§ Your goal
Copy out each line of the entries where the word "StoreBackend" is present.

##########

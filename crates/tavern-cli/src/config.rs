//! `tavern.toml` configuration.
//!
//! Every section and field is optional; a missing file yields the defaults.

use serde::{Deserialize, Serialize};
use std::path::{Path, PathBuf};
use tavern_agent::ModelConfig;
use tavern_core::{TavernError, TavernResult};

/// Environment variable consulted when `[model] api_key` is empty.
pub const API_KEY_ENV: &str = "OPENAI_API_KEY";

const REDACTED: &str = "***";

#[derive(Debug, Clone, Default, Serialize, Deserialize)]
pub struct TavernConfig {
    #[serde(default)]
    pub server: ServerConfig,
    #[serde(default)]
    pub model: ModelConfig,
    #[serde(default)]
    pub sessions: SessionsConfig,
    #[serde(default)]
    pub connections: ConnectionsConfig,
    #[serde(default)]
    pub orchestrator: NarratorConfig,
}

#[derive(Debug, Clone, Serialize, Deserialize)]
pub struct ServerConfig {
    #[serde(default = "default_host")]
    pub host: String,
    #[serde(default = "default_port")]
    pub port: u16,
}

impl Default for ServerConfig {
    fn default() -> Self {
        Self {
            host: default_host(),
            port: default_port(),
        }
    }
}

#[derive(Debug, Clone, Copy, Default, PartialEq, Eq, Serialize, Deserialize)]
#[serde(rename_all = "lowercase")]
pub enum StoreBackend {
    /// One JSON document per session under `data_dir`.
    #[default]
    File,
    /// Process memory; sessions are lost on restart.
    Memory,
}

#[derive(Debug, Clone, Serialize, Deserialize)]
pub struct SessionsConfig {
    #[serde(default)]
    pub backend: StoreBackend,
    #[serde(default = "default_data_dir")]
    pub data_dir: PathBuf,
    #[serde(default = "default_session_ttl")]
    pub ttl_secs: u64,
    #[serde(default = "default_processing_lease")]
    pub processing_lease_secs: u64,
}

impl Default for SessionsConfig {
    fn default() -> Self {
        Self {
            backend: StoreBackend::default(),
            data_dir: default_data_dir(),
            ttl_secs: default_session_ttl(),
            processing_lease_secs: default_processing_lease(),
        }
    }
}

#[derive(Debug, Clone, Serialize, Deserialize)]
pub struct ConnectionsConfig {
    #[serde(default = "default_connection_ttl")]
    pub ttl_secs: u64,
    #[serde(default = "default_sweep_interval")]
    pub sweep_interval_secs: u64,
}

impl Default for ConnectionsConfig {
    fn default() -> Self {
        Self {
            ttl_secs: default_connection_ttl(),
            sweep_interval_secs: default_sweep_interval(),
        }
    }
}

#[derive(Debug, Clone, Serialize, Deserialize)]
pub struct NarratorConfig {
    #[serde(default = "default_narrator_name")]
    pub narrator_name: String,
    #[serde(default = "default_generation_timeout")]
    pub generation_timeout_secs: u64,
}

impl Default for NarratorConfig {
    fn default() -> Self {
        Self {
            narrator_name: default_narrator_name(),
            generation_timeout_secs: default_generation_timeout(),
        }
    }
}

fn default_host() -> String {
    "0.0.0.0".to_string()
}
fn default_port() -> u16 {
    3000
}
fn default_data_dir() -> PathBuf {
    PathBuf::from("./data")
}
fn default_session_ttl() -> u64 {
    7 * 24 * 60 * 60
}
fn default_processing_lease() -> u64 {
    300
}
fn default_connection_ttl() -> u64 {
    tavern_gateway::connection::DEFAULT_CONNECTION_TTL_SECS as u64
}
fn default_sweep_interval() -> u64 {
    60
}
fn default_narrator_name() -> String {
    "Dungeon Master".to_string()
}
fn default_generation_timeout() -> u64 {
    120
}

impl TavernConfig {
    pub fn from_toml_str(text: &str) -> TavernResult<Self> {
        let config: Self =
            toml::from_str(text).map_err(|e| TavernError::Config(format!("Invalid config: {e}")))?;
        config.validate()?;
        Ok(config)
    }

    /// Rejects a processing lease that a slow but healthy action could outlive.
    ///
    /// An action spends at most `request_timeout_secs` per generator call
    /// around a stream bounded by `generation_timeout_secs`.
    pub fn validate(&self) -> TavernResult<()> {
        let worst_case = self
            .orchestrator
            .generation_timeout_secs
            .saturating_add(self.model.request_timeout_secs)
            .saturating_mul(2);
        if self.sessions.processing_lease_secs <= worst_case {
            return Err(TavernError::Config(format!(
                "sessions.processing_lease_secs ({}) must exceed {worst_case}s, twice the \
                 generation and request timeouts combined",
                self.sessions.processing_lease_secs
            )));
        }
        Ok(())
    }

    /// Reads `path`, or returns the defaults when the file does not exist.
    pub async fn load(path: &Path) -> TavernResult<Self> {
        match tokio::fs::read_to_string(path).await {
            Ok(text) => Self::from_toml_str(&text),
            Err(e) if e.kind() == std::io::ErrorKind::NotFound => Ok(Self::default()),
            Err(e) => Err(TavernError::Config(format!(
                "Failed to read config file '{}': {e}",
                path.display()
            ))),
        }
    }

    /// Fills an empty `api_key` from `env_key`.
    pub fn with_api_key_fallback(mut self, env_key: Option<String>) -> Self {
        if self.model.api_key.trim().is_empty() {
            if let Some(key) = env_key.filter(|k| !k.trim().is_empty()) {
                self.model.api_key = key;
            }
        }
        self
    }

    /// Copy safe to print.
    pub fn redacted(&self) -> Self {
        let mut config = self.clone();
        if !config.model.api_key.is_empty() {
            config.model.api_key = REDACTED.to_string();
        }
        config
    }

    pub fn to_toml_string(&self) -> TavernResult<String> {
        toml::to_string_pretty(self)
            .map_err(|e| TavernError::Config(format!("Failed to render config: {e}")))
    }
}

##########

§ Response
pub enum StoreBackend {
    pub backend: StoreBackend,
            backend: StoreBackend::default(),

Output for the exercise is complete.